What is expected: Wherever "error" appears in a line of the listing, report that line.
*** Information supplied Section Begins ***
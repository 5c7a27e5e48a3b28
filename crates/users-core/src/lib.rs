//! # Users-Core
//!
//! Identity and authenticated-state primitives for gatekeep.
//!
//! This crate provides:
//! - The canonical [`User`] record and its JSON form
//! - Server-held sessions keyed by opaque tokens ([`SessionStore`]) over an
//!   in-process map or a shared Redis cache
//! - Stateless signed bearer tokens ([`TokenMinter`])
//!
//! ## Architecture
//!
//! Users-Core does not authenticate anybody. auth-core resolves credentials
//! through its providers and hands the resulting [`User`] to the session
//! store or the token minter defined here.

pub mod error;
pub mod types;
pub mod session;
pub mod jwt;
pub mod config;

pub use error::{Error, Result, TokenError, TokenResult};
pub use types::User;
pub use session::{SessionCache, SessionStart, SessionStore};
pub use jwt::{JwtAlgorithm, JwtConfig, TokenMinter, UserClaims};
pub use config::{RedisConfig, SessionConfig};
*** Information supplied Section Ends ***
Written solution:
pub mod error;
pub use error::{Error, Result, TokenError, TokenResult};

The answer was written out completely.